Aside of keeping up with local events and the minutiae of activity my friends and friends of friends are getting into, one of the genuine benefits of Facebook has been reuniting with several high school classmates from the one-stoplight town I grew up in and left right after graduation.
Most of us haven't actually reunited beyond the virtual realm, but it is comforting to see that they have all aged about the same as me and that they have accumulated nearly as many friends and friends of friends on Facebook.

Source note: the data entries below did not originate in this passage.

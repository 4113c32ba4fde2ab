//! JSON seed files for the directory tables.
//!
//! ```json
//! {
//!   "profiles": [{ "user_id": "U1", "display_name": "Ana", "age": 27 }],
//!   "events": [
//!     { "event_id": "E1", "name": "Friday at Nocturne", "status": "current",
//!       "participants": ["U1", "U2"] }
//!   ]
//! }
//! ```

use std::path::Path;

use noche_core::{event::EventInfo, id::UserId, participant::ParticipantSnapshot};
use noche_store_sqlite::SqliteStore;
use serde::Deserialize;
use thiserror::Error;

#[derive(Debug, Error)]
pub enum SeedError {
  #[error("failed to read seed file: {0}")]
  Io(#[from] std::io::Error),

  #[error("invalid seed file: {0}")]
  Json(#[from] serde_json::Error),

  #[error("store error: {0}")]
  Store(#[from] noche_store_sqlite::Error),
}

#[derive(Debug, Default, Deserialize)]
pub struct SeedFile {
  #[serde(default)]
  pub profiles: Vec<ParticipantSnapshot>,
  #[serde(default)]
  pub events:   Vec<SeedEvent>,
}

#[derive(Debug, Deserialize)]
pub struct SeedEvent {
  #[serde(flatten)]
  pub info:         EventInfo,
  /// Roster, in feed order.
  #[serde(default)]
  pub participants: Vec<UserId>,
}

/// What a seed run wrote.
#[derive(Debug, Default, Clone, Copy, PartialEq, Eq)]
pub struct SeedReport {
  pub profiles:     usize,
  pub events:       usize,
  pub participants: usize,
}

impl SeedFile {
  pub fn from_path(path: &Path) -> Result<Self, SeedError> {
    let raw = std::fs::read_to_string(path)?;
    Ok(serde_json::from_str(&raw)?)
  }

  /// Upsert everything into `store`. Re-applying the same file is harmless.
  pub async fn apply(&self, store: &SqliteStore) -> Result<SeedReport, SeedError> {
    let mut report = SeedReport::default();
    for profile in &self.profiles {
      store.upsert_profile(profile).await?;
      report.profiles += 1;
    }
    for event in &self.events {
      store.upsert_event(&event.info).await?;
      report.events += 1;
      for user in &event.participants {
        store.add_participant(&event.info.event_id, user).await?;
        report.participants += 1;
      }
    }
    tracing::info!(
      profiles = report.profiles,
      events = report.events,
      participants = report.participants,
      "seed applied"
    );
    Ok(report)
  }
}

#[cfg(test)]
mod tests {
  use noche_core::{event::EventStatus, id::EventId, store::Directory};

  use super::*;

  const SEED: &str = r#"{
    "profiles": [
      { "user_id": "U1", "display_name": "Ana", "age": 27, "photo_refs": ["p/u1.jpg"] },
      { "user_id": "U2", "display_name": "Bo" }
    ],
    "events": [
      { "event_id": "E1", "name": "Friday at Nocturne", "status": "current",
        "participants": ["U2", "U1"] },
      { "event_id": "E0", "name": "Closing party", "status": "past" }
    ]
  }"#;

  #[tokio::test]
  async fn seed_populates_directory() {
    let store = SqliteStore::open_in_memory().await.unwrap();
    let seed: SeedFile = serde_json::from_str(SEED).unwrap();

    let report = seed.apply(&store).await.unwrap();
    assert_eq!(report, SeedReport { profiles: 2, events: 2, participants: 2 });

    let e1 = EventId::from("E1");
    assert_eq!(store.event(&e1).await.unwrap().unwrap().status, EventStatus::Current);
    assert_eq!(
      store.roster(&e1).await.unwrap(),
      [UserId::from("U2"), UserId::from("U1")]
    );
    let profiles = store.profiles(&[UserId::from("U1")]).await.unwrap();
    assert_eq!(profiles[0].age, Some(27));
    assert_eq!(profiles[0].photo_refs, ["p/u1.jpg"]);

    // Idempotent.
    seed.apply(&store).await.unwrap();
    assert_eq!(store.roster(&e1).await.unwrap().len(), 2);
  }

  #[test]
  fn unknown_status_is_rejected() {
    let bad = r#"{ "events": [{ "event_id": "E1", "name": "x", "status": "later" }] }"#;
    assert!(serde_json::from_str::<SeedFile>(bad).is_err());
  }
}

Interestingly, quite a few my old classmates have become close friends with God. A fair share posting Biblical passages with "hallelujah" written in upper case letters. While I am thrilled that they are learning words in a foreign language, I found it peculiar when a former classmate recently posted a picture of a Jesus Fish eating a Darwin Fish, to which one of his Facebook "likers" commented: "I LOVE iT!!! Jesus can swallow that small fish (of lies) anyday!! :-)"
I kinda figured Jesus would have been a vegetarian, (even though the crop-raising Cain got a short shrift in the good book) but the smiley face she added at the end was so pleasant. And I suppose her refrain from capitalizing the "i" in "iT" was to avoid being construed as worshiping the false idol of Information Technology. Which, is actually where I am headed with all this.
|Facebook = Evil?|
This past week has been a damning one for my FAFOFs and your FAFOFs as Facebook makes the inevitable corporate turn from friendly startup to evil doer (if I may quote Mr. Bush's phrase for people who do bad things beyond murdering their mother tongue).
According to the Wall Street Journal, in a 24-hour period last Thursday, the search term "how do i delete my facebook account” was among the top 20 trending searches on Google Hot Trends. And Friday morning “delete facebook account” made its way onto the list as well.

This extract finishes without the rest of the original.